Polyphor Antibiotic Awarded QIDP Designation

POL7080 was granted QIDP designation for those with Pseudomonas aeruginosa-linked Ventilator-Associated Bacterial Pneumonia (VABP). The drug, which belongs to a new class of antibiotics targeting Gram-negative bacteria, was examined in a Phase 1 clinical trial and is currently in Phase 2 trials enrolling VABP or Bronchiectasis patients. Polyphor has been working with Roche since 2013 on the development and commercialization of POL7080.

Xeris Pharma’s HI Drug Wins Orphan Drug Designation

The FDA granted Orphan Drug Designation to Xeris Pharmaceuticals’ soluble glucagon, indicated for the prevention of hypoglycemia in those with congenital hyperinsulinism (HI). The drug also received Orphan Designation from the European Commission for the treatment of HI. The drug could offer patients a new treatment option for a disease that has often been treated by removing the pancreas — a move that makes many patients permanently reliant on insulin for the rest of their lives.
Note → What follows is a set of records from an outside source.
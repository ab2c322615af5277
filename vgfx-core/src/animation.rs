/// Spin animation state and the background animation task
use std::sync::atomic::{AtomicBool, Ordering};
use std::sync::{Arc, Mutex};
use std::thread::{self, JoinHandle};
use std::time::Duration;

use crate::geometry::Coordinate;
use crate::transform;

/// Fixed parameters of the spin animation
#[derive(Debug, Clone, Copy)]
pub struct SpinParams {
    /// World-space offset applied before scaling
    pub offset: (f64, f64, f64),
    /// Uniform scale applied to the base vertices
    pub scale: f64,
    /// Fixed tilt about the y axis, radians
    pub tilt_y: f64,
    /// Fixed roll about the z axis, radians
    pub roll_z: f64,
    /// Screen-space translation applied last (typically the viewport center)
    pub center: (f64, f64),
    /// Per-tick angle increment, radians
    pub step: f64,
    /// Delay between ticks, measured from the end of the prior iteration
    pub period: Duration,
}

impl Default for SpinParams {
    fn default() -> Self {
        Self {
            offset: (0.0, 0.0, 0.0),
            scale: 40.0,
            tilt_y: 45.0_f64.to_radians(),
            roll_z: 25.0_f64.to_radians(),
            center: (0.0, 0.0),
            step: 10.0_f64.to_radians(),
            period: Duration::from_millis(100),
        }
    }
}

/// Animation state advanced once per tick
#[derive(Debug, Clone, Copy, Default, PartialEq)]
pub struct SpinState {
    /// Current rotation about the x axis, radians
    pub angle: f64,
}

/// Advance the state by one tick
pub fn step(state: SpinState, params: &SpinParams) -> SpinState {
    SpinState {
        angle: state.angle + params.step,
    }
}

/// Derive the posed vertex list from the immutable base set.
///
/// Each operation is a full pass over the list, applied in the fixed
/// order translate, scale, rotate about x, rotate about y, rotate about
/// z, translate. The order is load-bearing: these passes do not commute.
pub fn pose(base: &[Coordinate], state: SpinState, params: &SpinParams) -> Vec<Coordinate> {
    let (ox, oy, oz) = params.offset;
    let vertices = transform::translate(base, ox, oy, oz);
    let vertices = transform::scale(&vertices, params.scale, params.scale, params.scale);
    let vertices = transform::rotate_x(&vertices, state.angle);
    let vertices = transform::rotate_y(&vertices, params.tilt_y);
    let vertices = transform::rotate_z(&vertices, params.roll_z);
    transform::translate(&vertices, params.center.0, params.center.1, 0.0)
}

/// Handle to the background spin task.
///
/// The task re-derives the posed vertex list from the immutable base set
/// each tick and publishes it whole into a mutex-guarded slot, so a
/// reader can never observe a half-written list. `stop` is explicit and
/// joins the thread; dropping the handle stops it too.
pub struct Spinner {
    snapshot: Arc<Mutex<Arc<Vec<Coordinate>>>>,
    cancel: Arc<AtomicBool>,
    handle: Option<JoinHandle<()>>,
}

impl Spinner {
    /// Spawn the spin task.
    ///
    /// `notify` runs after every published frame and is the "please
    /// re-render now" signal for the consumer.
    pub fn spawn<F>(base: Vec<Coordinate>, params: SpinParams, mut notify: F) -> Self
    where
        F: FnMut() + Send + 'static,
    {
        let initial = Arc::new(pose(&base, SpinState::default(), &params));
        let snapshot = Arc::new(Mutex::new(initial));
        let cancel = Arc::new(AtomicBool::new(false));

        let slot = Arc::clone(&snapshot);
        let stop_flag = Arc::clone(&cancel);
        let handle = thread::spawn(move || {
            let mut state = SpinState::default();
            while !stop_flag.load(Ordering::Relaxed) {
                state = step(state, &params);
                let frame = Arc::new(pose(&base, state, &params));
                *slot.lock().unwrap_or_else(|e| e.into_inner()) = frame;
                notify();
                thread::sleep(params.period);
            }
        });

        Self {
            snapshot,
            cancel,
            handle: Some(handle),
        }
    }

    /// The most recently published vertex list
    pub fn snapshot(&self) -> Arc<Vec<Coordinate>> {
        Arc::clone(&self.snapshot.lock().unwrap_or_else(|e| e.into_inner()))
    }

    /// Signal the task to stop and wait for it to finish
    pub fn stop(&mut self) {
        self.cancel.store(true, Ordering::Relaxed);
        if let Some(handle) = self.handle.take() {
            let _ = handle.join();
        }
    }
}

impl Drop for Spinner {
    fn drop(&mut self) {
        self.stop();
    }
}

#[cfg(test)]
mod tests {
    use super::*;
    use crate::geometry::Wireframe;
    use approx::assert_relative_eq;
    use std::sync::atomic::AtomicUsize;

    fn neutral_params() -> SpinParams {
        SpinParams {
            offset: (0.0, 0.0, 0.0),
            scale: 1.0,
            tilt_y: 0.0,
            roll_z: 0.0,
            center: (0.0, 0.0),
            step: 0.1,
            period: Duration::from_millis(1),
        }
    }

    #[test]
    fn test_step_advances_angle() {
        let params = neutral_params();
        let state = step(SpinState::default(), &params);
        assert_relative_eq!(state.angle, 0.1);
        assert_relative_eq!(step(state, &params).angle, 0.2);
    }

    #[test]
    fn test_neutral_pose_is_base() {
        let base = Wireframe::cube(1.0).vertices;
        let posed = pose(&base, SpinState::default(), &neutral_params());
        assert_eq!(posed.len(), base.len());
        for (orig, result) in base.iter().zip(&posed) {
            assert_relative_eq!(result.x, orig.x, epsilon = 1e-12);
            assert_relative_eq!(result.y, orig.y, epsilon = 1e-12);
            assert_relative_eq!(result.z, orig.z, epsilon = 1e-12);
        }
    }

    #[test]
    fn test_pose_applies_center_last() {
        let base = vec![Coordinate::position(0.0, 0.0, 0.0)];
        let params = SpinParams {
            center: (100.0, 50.0),
            ..neutral_params()
        };
        // The origin is fixed under scale and rotation, so only the final
        // translate moves it
        let posed = pose(&base, SpinState { angle: 1.0 }, &params);
        assert_relative_eq!(posed[0].x, 100.0, epsilon = 1e-12);
        assert_relative_eq!(posed[0].y, 50.0, epsilon = 1e-12);
    }

    #[test]
    fn test_spinner_publishes_and_stops() {
        let base = Wireframe::cube(1.0).vertices;
        let ticks = Arc::new(AtomicUsize::new(0));
        let counter = Arc::clone(&ticks);

        let mut spinner = Spinner::spawn(base.clone(), neutral_params(), move || {
            counter.fetch_add(1, Ordering::SeqCst);
        });

        thread::sleep(Duration::from_millis(50));
        assert!(ticks.load(Ordering::SeqCst) > 0);
        assert_eq!(spinner.snapshot().len(), base.len());

        spinner.stop();
        let after_stop = ticks.load(Ordering::SeqCst);
        thread::sleep(Duration::from_millis(20));
        assert_eq!(ticks.load(Ordering::SeqCst), after_stop);
    }
}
The company’s glucagon formulation was designed to be stable at room temperature and to be delivered via pump so that administration is continuous and can prevent severe hyperglycemia.
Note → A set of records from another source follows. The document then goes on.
/// Geometry primitives for the 2D and 3D transform pipelines
use nalgebra::Vector4;

/// A 2D point produced by transform calls and consumed by path building
#[derive(Debug, Clone, Copy, PartialEq)]
pub struct Point2 {
    pub x: f64,
    pub y: f64,
}

impl Point2 {
    pub fn new(x: f64, y: f64) -> Self {
        Self { x, y }
    }
}

/// Homogeneous coordinate in 3D space
///
/// After every transform-and-normalize step w is 1. Normalization divides
/// x, y, z by w; when w is exactly 0 the components are left as they are
/// and w is forced back to 1 (see [`Coordinate::normalized`]).
#[derive(Debug, Clone, Copy, PartialEq)]
pub struct Coordinate {
    pub x: f64,
    pub y: f64,
    pub z: f64,
    pub w: f64,
}

impl Coordinate {
    pub fn new(x: f64, y: f64, z: f64, w: f64) -> Self {
        Self { x, y, z, w }
    }

    /// A position in Euclidean space (w = 1)
    pub fn position(x: f64, y: f64, z: f64) -> Self {
        Self { x, y, z, w: 1.0 }
    }

    /// Divide x, y, z by w and set w to 1.
    ///
    /// A coordinate with w == 0 has no Euclidean counterpart; the
    /// components are kept unnormalized, w is forced to 1, and a warning
    /// is logged so hosts can observe the degenerate transform.
    pub fn normalized(self) -> Self {
        if self.w == 0.0 {
            log::warn!(
                "homogeneous coordinate ({}, {}, {}) has w = 0, skipping divide",
                self.x,
                self.y,
                self.z
            );
            return Self { w: 1.0, ..self };
        }
        Self {
            x: self.x / self.w,
            y: self.y / self.w,
            z: self.z / self.w,
            w: 1.0,
        }
    }
}

impl From<Coordinate> for Vector4<f64> {
    fn from(c: Coordinate) -> Self {
        Vector4::new(c.x, c.y, c.z, c.w)
    }
}

impl From<Vector4<f64>> for Coordinate {
    fn from(v: Vector4<f64>) -> Self {
        Coordinate::new(v.x, v.y, v.z, v.w)
    }
}

/// A wireframe model: an immutable base vertex set plus edge connectivity
///
/// Edges index into the vertex list; duplicates and repeated endpoints are
/// allowed. The vertex order is significant to callers that index it.
#[derive(Debug, Clone)]
pub struct Wireframe {
    pub vertices: Vec<Coordinate>,
    pub edges: Vec<(usize, usize)>,
}

impl Wireframe {
    pub fn new() -> Self {
        Self {
            vertices: Vec::new(),
            edges: Vec::new(),
        }
    }

    pub fn add_vertex(&mut self, vertex: Coordinate) {
        self.vertices.push(vertex);
    }

    pub fn add_edge(&mut self, a: usize, b: usize) {
        self.edges.push((a, b));
    }

    /// Create a cube wireframe centered on the origin
    pub fn cube(half: f64) -> Self {
        let mut model = Self::new();

        model.add_vertex(Coordinate::position(-half, -half, -half));
        model.add_vertex(Coordinate::position(-half, -half, half));
        model.add_vertex(Coordinate::position(-half, half, -half));
        model.add_vertex(Coordinate::position(-half, half, half));
        model.add_vertex(Coordinate::position(half, -half, -half));
        model.add_vertex(Coordinate::position(half, -half, half));
        model.add_vertex(Coordinate::position(half, half, -half));
        model.add_vertex(Coordinate::position(half, half, half));

        // Left face ring
        model.add_edge(0, 1);
        model.add_edge(1, 3);
        model.add_edge(3, 2);
        model.add_edge(2, 0);

        // Right face ring
        model.add_edge(4, 5);
        model.add_edge(5, 7);
        model.add_edge(7, 6);
        model.add_edge(6, 4);

        // Connecting edges
        model.add_edge(0, 4);
        model.add_edge(1, 5);
        model.add_edge(2, 6);
        model.add_edge(3, 7);

        model
    }
}

impl Default for Wireframe {
    fn default() -> Self {
        Self::new()
    }
}

#[cfg(test)]
mod tests {
    use super::*;
    use approx::assert_relative_eq;

    #[test]
    fn test_normalize_divides_by_w() {
        let c = Coordinate::new(4.0, 6.0, 8.0, 2.0).normalized();
        assert_relative_eq!(c.x, 2.0);
        assert_relative_eq!(c.y, 3.0);
        assert_relative_eq!(c.z, 4.0);
        assert_eq!(c.w, 1.0);
    }

    #[test]
    fn test_normalize_zero_w_keeps_components() {
        let c = Coordinate::new(3.0, -2.0, 5.0, 0.0).normalized();
        assert_eq!(c.x, 3.0);
        assert_eq!(c.y, -2.0);
        assert_eq!(c.z, 5.0);
        assert_eq!(c.w, 1.0);
    }

    #[test]
    fn test_cube_shape() {
        let cube = Wireframe::cube(1.0);
        assert_eq!(cube.vertices.len(), 8);
        assert_eq!(cube.edges.len(), 12);
        // Every edge joins two distinct corners
        for &(a, b) in &cube.edges {
            assert_ne!(a, b);
            assert!(a < 8 && b < 8);
        }
        // All corners are unit distance from center on each axis
        for v in &cube.vertices {
            assert_eq!(v.x.abs(), 1.0);
            assert_eq!(v.y.abs(), 1.0);
            assert_eq!(v.z.abs(), 1.0);
            assert_eq!(v.w, 1.0);
        }
    }
}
Janssen sNDA For Schitzoaffective Disorder Gets FDA Nod

Janssen’s sNDA for Invega Sustenna received a nod of approval from the FDA late last week, enabling the drug to be used as a monotherapy or adjunctive therapy to treat schizoaffective disorder. The drug is taken once a month and is a long-acting antipsychotic that was investigated in a 15-month long-term maintenance trial to determine its ability to delay schizoaffective disorder relapse. This is the first drug approved by the FDA to be a monotherapy for the treatment of schizoaffective disorder.

Actavis’ Saphris Faces FDA Review

Actavis’ sNDA for bipolar medication Saphris (asenapine) has been accepted for priority review by the FDA, with a decision expected in the beginning of 2015. The drug is indicated to treat pediatric patients 10 to 17 years of age suffering from manic or mixed episodes associated with bipolar disorder. The drug was studied in a 3-week monotherapy trial in which 302 patients out of a total 403 received asenapine twice daily in fixed doses of 2.5mg, 5 mg, and 10 mg. The drug was successful in reducing both the Young Mania Rating Scale (YMRS) total score and Clinical Global Impression-Bipolar (CGI-BP) score when compared to placebo.
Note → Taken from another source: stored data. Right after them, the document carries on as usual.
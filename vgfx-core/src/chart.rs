/// Time-series line graph construction
use crate::geometry::Point2;
use crate::path::Path;
use crate::transform;

/// Sample data used by the demos
pub const DEMO_SERIES: [i32; 10] = [11, 29, 10, 20, 12, 5, 31, 24, 21, 13];

/// Build an open polyline plotting `series` into a width x height box.
///
/// Sample index maps to x, sample value to y. The series minimum lands on
/// y = 0 and the maximum on y = height; x spans width / count per sample.
/// Degenerate inputs stay total: an empty series yields an empty path, a
/// single sample a lone move, and a flat series (max == min) keeps its
/// translated y values instead of dividing by a zero range.
pub fn line_graph(series: &[i32], width: f64, height: f64) -> Path {
    if series.is_empty() {
        return Path::new();
    }

    let mut points = Vec::with_capacity(series.len());
    let mut min_value = i32::MAX;
    let mut max_value = i32::MIN;
    for (i, &value) in series.iter().enumerate() {
        points.push(Point2::new(i as f64, value as f64));
        min_value = min_value.min(value);
        max_value = max_value.max(value);
    }

    let points = transform::translate_points(&points, 0.0, -f64::from(min_value));

    let x_scale = width / series.len() as f64;
    let y_scale = if max_value == min_value {
        1.0
    } else {
        height / (f64::from(max_value) - f64::from(min_value))
    };
    let points = transform::scale_points(&points, x_scale, y_scale);

    Path::open_polyline(&points)
}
Sanofi’s Lemtrada Wins FDA Approval For MS

Sanofi’s Genzyme announced the FDA’s approval of Lemtrada as a treatment for multiple sclerosis nearly a year after the agency rejected it for security concerns last December. While it has been approved, the company acknowledges that, because of its safety profile, the drug might best serve those who have had inadequate responses to other current standards of care for MS. Administered intravenously, the drug is taken in two treatment rounds: the first lasts 5 days and then, after a year has passed, another round is administered over the course of 3 days. While there are several other non-injectable treatment options on the market from Novartis and Biogen Idec, Sanofi’s Genzyme hopes that the fact the drug can reduce the risk of relapse will encourage patients to choose Lemtrada. According to Reuters, analysts expect the drug to bring in roughly $400 million by 2018.

Genentech Avastin Approved For Additional Indication

Genentech’s Avastin has garnered yet another approval from the FDA, this time for the treatment of ovarian cancer. The drug is to be taken in combination with chemotherapy for women with platinum-resistant, recurrent ovarian cancer. In the Phase 3 AURELIA study, the drug reduced the risk of disease progression and death in patients also receiving chemotherapy involving paclitaxel, pegylated liposomal doxorubicin, or topotecan. The drug is currently indicated for the treatment of brain, colon, lung, cervical, and kidney cancer, and in 2013, brought Roche roughly $6 billion in revenue.